The answer is yes. I am fast approaching the deadline for the next draft. Which is why posts have few and far between of late, often only when something strikes me as particularly interesting or worth blogging (and the last post is, I think, endemic of a wider issue that maybe needs exploration and perhaps I shall, later). But one of the worst things I have been finding on rewriting this draft is my obssesive-compulsive need to check word counts after every scene. And such a thing is useless when redrafting. Because redrafting inevitably involves cutting words and paragraphs and (worst of all) scenes.

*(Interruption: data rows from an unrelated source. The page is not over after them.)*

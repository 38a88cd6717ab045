//! GraphQL pattern matching: structural comparison of a pattern field
//! expression against a request field expression, with `$ANY` as the single
//! value wildcard.

use apollo_compiler::ast;

use super::ANY_VARIABLE;
use super::PatternError;
use crate::graphql::ArgValue;
use crate::graphql::GraphQLField;
use crate::graphql::parse_const_field;
use crate::graphql::parse_field_expression;

pub(super) fn matches(pattern_rest: &str, key_rest: &str) -> Result<bool, PatternError> {
    let (pattern_op, pattern_expr) = split_operation(pattern_rest)?;
    let (key_op, key_expr) = split_operation(key_rest)?;
    if pattern_op != key_op {
        return Ok(false);
    }
    if pattern_expr == "*" {
        return Ok(true);
    }
    let pattern_field = parse_field_expression(pattern_expr)?;
    let request_field = parse_const_field(key_expr)?;
    field_matches(&pattern_field, &request_field)
}

fn split_operation(rest: &str) -> Result<(&str, &str), PatternError> {
    let (op, expr) = rest
        .split_once(' ')
        .ok_or_else(|| PatternError::Malformed(rest.to_string()))?;
    if op != "query" && op != "mutation" {
        return Err(PatternError::Malformed(rest.to_string()));
    }
    if expr.is_empty() {
        return Err(PatternError::Malformed(rest.to_string()));
    }
    Ok((op, expr))
}

fn field_matches(
    pattern: &ast::Field,
    request: &GraphQLField,
) -> Result<bool, PatternError> {
    if pattern.name.as_str() != request.name {
        return Ok(false);
    }
    if pattern.arguments.len() != request.args.len() {
        return Ok(false);
    }
    for pattern_arg in &pattern.arguments {
        let Some((_, request_value)) = request
            .args
            .iter()
            .find(|(name, _)| name == pattern_arg.name.as_str())
        else {
            return Ok(false);
        };
        if !value_matches(&pattern_arg.value, request_value)? {
            return Ok(false);
        }
    }
    Ok(true)
}

fn value_matches(pattern: &ast::Value, request: &ArgValue) -> Result<bool, PatternError> {
    match (pattern, request) {
        (ast::Value::Variable(name), _) => {
            if name.as_str() == ANY_VARIABLE {
                Ok(true)
            } else {
                Err(PatternError::UnsupportedVariable(name.to_string()))
            }
        }
        (ast::Value::Null, ArgValue::Null) => Ok(true),
        (ast::Value::Boolean(p), ArgValue::Bool(r)) => Ok(p == r),
        (ast::Value::Enum(p), ArgValue::Enum(r)) => Ok(p.as_str() == r),
        (ast::Value::String(p), ArgValue::String(r)) => Ok(p == r),
        (ast::Value::Int(p), ArgValue::Number(r)) => {
            if !ArgValue::is_int_kind(r) {
                return Ok(false);
            }
            let pattern_int = p
                .as_str()
                .parse::<i128>()
                .map_err(|_| PatternError::Malformed(p.as_str().to_string()))?;
            let request_int = r
                .as_i64()
                .map(i128::from)
                .or_else(|| r.as_u64().map(i128::from));
            Ok(request_int == Some(pattern_int))
        }
        (ast::Value::Float(p), ArgValue::Number(r)) => {
            if ArgValue::is_int_kind(r) {
                return Ok(false);
            }
            let pattern_float = p
                .as_str()
                .parse::<f64>()
                .map_err(|_| PatternError::Malformed(p.as_str().to_string()))?;
            Ok(r.as_f64() == Some(pattern_float))
        }
        (ast::Value::List(pattern_items), ArgValue::List(request_items)) => {
            if pattern_items.len() != request_items.len() {
                return Ok(false);
            }
            for (p, r) in pattern_items.iter().zip(request_items) {
                if !value_matches(p, r)? {
                    return Ok(false);
                }
            }
            Ok(true)
        }
        (ast::Value::Object(pattern_fields), ArgValue::Object(request_fields)) => {
            if pattern_fields.len() != request_fields.len() {
                return Ok(false);
            }
            for (name, pattern_value) in pattern_fields {
                let Some((_, request_value)) = request_fields
                    .iter()
                    .find(|(request_name, _)| request_name == name.as_str())
                else {
                    return Ok(false);
                };
                if !value_matches(pattern_value, request_value)? {
                    return Ok(false);
                }
            }
            Ok(true)
        }
        _ => Ok(false),
    }
}

#[cfg(test)]
mod tests {
    use super::super::matches;
    use super::*;

    #[test]
    fn field_names_and_operation_types_must_agree() {
        assert!(matches("GRAPHQL query user", "GRAPHQL query user").unwrap());
        assert!(!matches("GRAPHQL query user", "GRAPHQL query viewer").unwrap());
        assert!(!matches("GRAPHQL query user", "GRAPHQL mutation user").unwrap());
    }

    #[test]
    fn star_matches_any_field_of_the_operation_type() {
        assert!(matches("GRAPHQL query *", "GRAPHQL query user(id: 3)").unwrap());
        assert!(matches("GRAPHQL mutation *", r#"GRAPHQL mutation deleteUser(id: "1")"#).unwrap());
        assert!(!matches("GRAPHQL mutation *", "GRAPHQL query user").unwrap());
    }

    #[test]
    fn argument_counts_must_be_equal() {
        assert!(!matches("GRAPHQL query user", "GRAPHQL query user(id: 3)").unwrap());
        assert!(!matches("GRAPHQL query user(id: 3)", "GRAPHQL query user").unwrap());
        assert!(
            !matches(
                "GRAPHQL query user(id: 3)",
                "GRAPHQL query user(id: 3, full: true)"
            )
            .unwrap()
        );
    }

    #[test]
    fn any_wildcard_in_nested_object() {
        let pattern =
            r#"GRAPHQL mutation createPullRequest(input: {branch: "main", title: $ANY})"#;
        assert!(
            matches(
                pattern,
                r#"GRAPHQL mutation createPullRequest(input: {branch: "main", title: "x"})"#
            )
            .unwrap()
        );
        assert!(
            !matches(
                pattern,
                r#"GRAPHQL mutation createPullRequest(input: {branch: "dev", title: "x"})"#
            )
            .unwrap()
        );
    }

    #[test]
    fn unknown_variables_are_an_error_not_a_mismatch() {
        let result = matches(
            "GRAPHQL mutation createUser(name: $FOO)",
            r#"GRAPHQL mutation createUser(name: "ada")"#,
        );
        assert_eq!(
            result,
            Err(PatternError::UnsupportedVariable("FOO".to_string()))
        );
    }

    #[test]
    fn scalar_kinds_do_not_cross_match() {
        assert!(!matches("GRAPHQL query f(x: 1)", "GRAPHQL query f(x: 1.0)").unwrap());
        assert!(!matches("GRAPHQL query f(x: 1.0)", "GRAPHQL query f(x: 1)").unwrap());
        assert!(!matches(r#"GRAPHQL query f(x: "1")"#, "GRAPHQL query f(x: 1)").unwrap());
        assert!(!matches("GRAPHQL query f(x: OPEN)", r#"GRAPHQL query f(x: "OPEN")"#).unwrap());
    }

    #[test]
    fn any_dollar_any_string_literal_is_an_ordinary_string() {
        // `"$ANY"` as a *string value* has no wildcard meaning.
        assert!(
            matches(
                r#"GRAPHQL query f(x: "$ANY")"#,
                r#"GRAPHQL query f(x: "$ANY")"#
            )
            .unwrap()
        );
        assert!(
            !matches(
                r#"GRAPHQL query f(x: "$ANY")"#,
                r#"GRAPHQL query f(x: "anything")"#
            )
            .unwrap()
        );
    }

    #[test]
    fn lists_match_pairwise() {
        assert!(
            matches(
                "GRAPHQL query f(ids: [1, $ANY, 3])",
                "GRAPHQL query f(ids: [1, 2, 3])"
            )
            .unwrap()
        );
        assert!(!matches("GRAPHQL query f(ids: [1, 2])", "GRAPHQL query f(ids: [1, 2, 3])").unwrap());
    }

    #[test]
    fn object_field_sets_must_have_equal_cardinality() {
        assert!(
            !matches(
                "GRAPHQL query f(input: {a: 1})",
                "GRAPHQL query f(input: {a: 1, b: 2})"
            )
            .unwrap()
        );
    }

    #[test]
    fn argument_order_is_irrelevant_but_names_must_exist() {
        assert!(
            matches(
                "GRAPHQL query f(a: 1, b: 2)",
                "GRAPHQL query f(b: 2, a: 1)"
            )
            .unwrap()
        );
        assert!(!matches("GRAPHQL query f(a: 1)", "GRAPHQL query f(b: 1)").unwrap());
    }
}
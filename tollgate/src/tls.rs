//! SNI-driven leaf certificate resolution.
//!
//! The proxy terminates TLS for every origin the guest talks to, presenting
//! a per-hostname leaf minted by an external PKI tool into the certificate
//! directory: `<dir>/<hostname>.crt` and `<dir>/<hostname>.key`, PEM
//! encoded. Certificates are loaded on first handshake and cached.

use std::collections::HashMap;
use std::path::PathBuf;
use std::sync::Arc;

use parking_lot::RwLock;
use rustls::ServerConfig;
use rustls::crypto::ring::sign::any_supported_type;
use rustls::server::ClientHello;
use rustls::server::ResolvesServerCert;
use rustls::sign::CertifiedKey;

#[derive(Debug, thiserror::Error)]
pub enum TlsError {
    #[error("could not read {path}: {source}")]
    Read {
        path: PathBuf,
        source: std::io::Error,
    },
    #[error("no certificates in {0}")]
    EmptyCertChain(PathBuf),
    #[error("no private key in {0}")]
    MissingKey(PathBuf),
    #[error("unusable private key in {path}: {source}")]
    BadKey {
        path: PathBuf,
        source: rustls::Error,
    },
}

#[derive(Debug)]
pub struct SniCertResolver {
    cert_dir: PathBuf,
    cache: RwLock<HashMap<String, Arc<CertifiedKey>>>,
}

impl SniCertResolver {
    pub fn new(cert_dir: PathBuf) -> Self {
        Self {
            cert_dir,
            cache: RwLock::new(HashMap::new()),
        }
    }

    fn load(&self, hostname: &str) -> Result<Arc<CertifiedKey>, TlsError> {
        let cert_path = self.cert_dir.join(format!("{hostname}.crt"));
        let key_path = self.cert_dir.join(format!("{hostname}.key"));

        let cert_pem = std::fs::read(&cert_path).map_err(|source| TlsError::Read {
            path: cert_path.clone(),
            source,
        })?;
        let certs = rustls_pemfile::certs(&mut cert_pem.as_slice())
            .collect::<Result<Vec<_>, _>>()
            .map_err(|source| TlsError::Read {
                path: cert_path.clone(),
                source,
            })?;
        if certs.is_empty() {
            return Err(TlsError::EmptyCertChain(cert_path));
        }

        let key_pem = std::fs::read(&key_path).map_err(|source| TlsError::Read {
            path: key_path.clone(),
            source,
        })?;
        let key = rustls_pemfile::private_key(&mut key_pem.as_slice())
            .map_err(|source| TlsError::Read {
                path: key_path.clone(),
                source,
            })?
            .ok_or_else(|| TlsError::MissingKey(key_path.clone()))?;
        let signing_key = any_supported_type(&key).map_err(|source| TlsError::BadKey {
            path: key_path,
            source,
        })?;

        Ok(Arc::new(CertifiedKey::new(certs, signing_key)))
    }
}

impl ResolvesServerCert for SniCertResolver {
    fn resolve(&self, client_hello: ClientHello<'_>) -> Option<Arc<CertifiedKey>> {
        let hostname = client_hello.server_name()?;
        // Certificate file names are plain hostnames; refuse anything that
        // could escape the directory.
        if hostname.contains(['/', '\\']) || hostname.contains("..") {
            return None;
        }
        if let Some(cached) = self.cache.read().get(hostname) {
            return Some(Arc::clone(cached));
        }
        match self.load(hostname) {
            Ok(key) => {
                self.cache
                    .write()
                    .insert(hostname.to_string(), Arc::clone(&key));
                Some(key)
            }
            Err(e) => {
                tracing::warn!(hostname, error = %e, "no leaf certificate for SNI");
                None
            }
        }
    }
}

/// A server config that answers every SNI from the certificate directory
/// and speaks HTTP/1.1 to the guest.
pub fn server_config(cert_dir: PathBuf) -> Arc<ServerConfig> {
    let mut config = ServerConfig::builder()
        .with_no_client_auth()
        .with_cert_resolver(Arc::new(SniCertResolver::new(cert_dir)));
    config.alpn_protocols = vec![b"http/1.1".to_vec()];
    Arc::new(config)
}
//! Secret rewriting on the forward path.
//!
//! Detection itself lives in [`crate::policy::PolicyStore::find_secret_config`];
//! this module builds the header set that actually goes upstream: the `Host`
//! header dropped (the upstream URL carries the authority) and, for mediated
//! requests, every occurrence of the fake secret replaced by the real value.

use http::HeaderMap;
use http::HeaderValue;
use http::header::HOST;

#[derive(Debug, thiserror::Error)]
pub enum RewriteError {
    /// The substituted value is not a legal HTTP header value.
    #[error("substituted header value is not header-safe")]
    UnsafeValue,
}

/// Copies the headers minus `Host`, preserving duplicates and order.
pub fn without_host(headers: &HeaderMap) -> HeaderMap {
    let mut out = HeaderMap::with_capacity(headers.len());
    for (name, value) in headers {
        if name != &HOST {
            out.append(name.clone(), value.clone());
        }
    }
    out
}

/// Copies the headers minus `Host`, replacing every occurrence of `fake`
/// with `real` in each value. Values that are not valid UTF-8 cannot contain
/// the fake secret and pass through untouched.
pub fn substitute(
    headers: &HeaderMap,
    fake: &str,
    real: &str,
) -> Result<HeaderMap, RewriteError> {
    let mut out = HeaderMap::with_capacity(headers.len());
    for (name, value) in headers {
        if name == &HOST {
            continue;
        }
        let replaced = match value.to_str() {
            Ok(text) if text.contains(fake) => {
                HeaderValue::from_str(&text.replace(fake, real))
                    .map_err(|_| RewriteError::UnsafeValue)?
            }
            _ => value.clone(),
        };
        out.append(name.clone(), replaced);
    }
    Ok(out)
}
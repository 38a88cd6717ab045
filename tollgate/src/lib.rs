//! tollgate: a TLS-terminating forward proxy that mediates credential use.
//!
//! A guest workload is configured with fake secrets. The proxy detects them
//! in request headers, asks the operator through an approval transport, and
//! only then rewrites fake to real (resolved from the proxy host's
//! environment) and forwards. Requests that carry no fake secret pass
//! through untouched. See the `tollgate-policy` crate for the pattern
//! language and request normalization.

pub mod approval;
pub mod catalog;
pub mod configuration;
pub mod mediate;
pub mod policy;
pub mod secret;
pub mod server;
pub mod tls;
pub mod upstream;

pub use crate::approval::ApprovalDecision;
pub use crate::approval::ApprovalTransport;
pub use crate::mediate::Mediator;
pub use crate::mediate::Outcome;
pub use crate::policy::PolicyStore;
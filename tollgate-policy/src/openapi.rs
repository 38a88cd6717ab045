//! OpenAPI path-template index.
//!
//! A loaded index answers one question: for a concrete method and path,
//! which templated path (with `{param}` segments) does the origin's API
//! documentation declare? The answer drives suggestion generation; nothing
//! else of the OpenAPI document is retained.

use std::collections::HashSet;

use itertools::EitherOrBoth;
use itertools::Itertools;

const HTTP_METHODS: [&str; 8] = [
    "get", "put", "post", "delete", "options", "head", "patch", "trace",
];

#[derive(Debug, thiserror::Error)]
pub enum OpenApiError {
    #[error("failed to parse OpenAPI document as JSON: {0}")]
    Json(#[from] serde_json::Error),
    #[error("failed to parse OpenAPI document as YAML: {0}")]
    Yaml(#[from] serde_yaml::Error),
}

/// One templated path from the document, in declaration order.
#[derive(Debug, Clone, PartialEq, Eq)]
pub struct OpenApiPath {
    /// The raw template, e.g. `/repos/{owner}/{repo}/actions/runs/{run_id}`.
    pub template: String,
    pub segments: Vec<TemplateSegment>,
    /// Uppercased HTTP methods declared on the path item.
    pub methods: HashSet<String>,
}

#[derive(Debug, Clone, PartialEq, Eq)]
pub struct TemplateSegment {
    /// The literal segment, or the parameter name without braces.
    pub value: String,
    pub is_parameter: bool,
}

/// An indexed OpenAPI document for one host.
#[derive(Debug, Clone, Default)]
pub struct OpenApiIndex {
    paths: Vec<OpenApiPath>,
}

impl OpenApiIndex {
    /// Parses a document, sniffing JSON vs YAML from the first character.
    pub fn parse(text: &str) -> Result<Self, OpenApiError> {
        let document = if text.trim_start().starts_with('{') {
            serde_json::from_str::<serde_json::Value>(text)?
        } else {
            serde_yaml::from_str::<serde_json::Value>(text)?
        };
        Ok(Self::from_document(&document))
    }

    /// Indexes the `paths` table of a parsed document. Anything that is not
    /// a path item with method keys is ignored; an absent table yields an
    /// empty index.
    pub fn from_document(document: &serde_json::Value) -> Self {
        let mut paths = Vec::new();
        let Some(table) = document.get("paths").and_then(|p| p.as_object()) else {
            return Self { paths };
        };
        for (template, item) in table {
            let Some(item) = item.as_object() else {
                continue;
            };
            let methods: HashSet<String> = item
                .keys()
                .filter(|k| HTTP_METHODS.contains(&k.as_str()))
                .map(|k| k.to_ascii_uppercase())
                .collect();
            if methods.is_empty() {
                continue;
            }
            let segments = template
                .split('/')
                .filter(|s| !s.is_empty())
                .map(|s| match s.strip_prefix('{').and_then(|s| s.strip_suffix('}')) {
                    Some(name) => TemplateSegment {
                        value: name.to_string(),
                        is_parameter: true,
                    },
                    None => TemplateSegment {
                        value: s.to_string(),
                        is_parameter: false,
                    },
                })
                .collect();
            paths.push(OpenApiPath {
                template: template.clone(),
                segments,
                methods,
            });
        }
        Self { paths }
    }

    pub fn is_empty(&self) -> bool {
        self.paths.is_empty()
    }

    /// Finds the first declared template matching the concrete request, in
    /// document order: method declared, equal segment count, and every
    /// non-parameter segment byte-identical.
    pub fn lookup(&self, method: &str, concrete_path: &str) -> Option<&OpenApiPath> {
        let path = concrete_path.split('?').next().unwrap_or(concrete_path);
        let concrete: Vec<&str> = path.split('/').filter(|s| !s.is_empty()).collect();
        let method = method.to_ascii_uppercase();
        self.paths.iter().find(|candidate| {
            candidate.methods.contains(&method)
                && candidate
                    .segments
                    .iter()
                    .zip_longest(&concrete)
                    .all(|pair| match pair {
                        EitherOrBoth::Both(template, concrete) => {
                            template.is_parameter || template.value == *concrete
                        }
                        _ => false,
                    })
        })
    }
}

Of course you end up adding stuff as well, but when you start checking word counts frequently you start to get worried when you see it going down (what was 80,000 before is suddenly 77,000) and then when it goes up (82,000) and you relax, suddenly its down again (79,000)* and so on until you have to start telling yourself, "its not the number of words, its what you do with them" even if you do feel inadequate next to the sheer size of some novelists**
Of course, I have always been against bloaty novels, anyway, as those of you who know me will be aware (my ideal length: 250 - 350 pages or thereabouts) so its been strange walking the line of what's too long and what's not. Of course, 80,000 is what I've always judged as an everage benchmark. Back when I used to try and write SF novels I remember most publishers asked for around 80,000 words (just not my 80,000 words!).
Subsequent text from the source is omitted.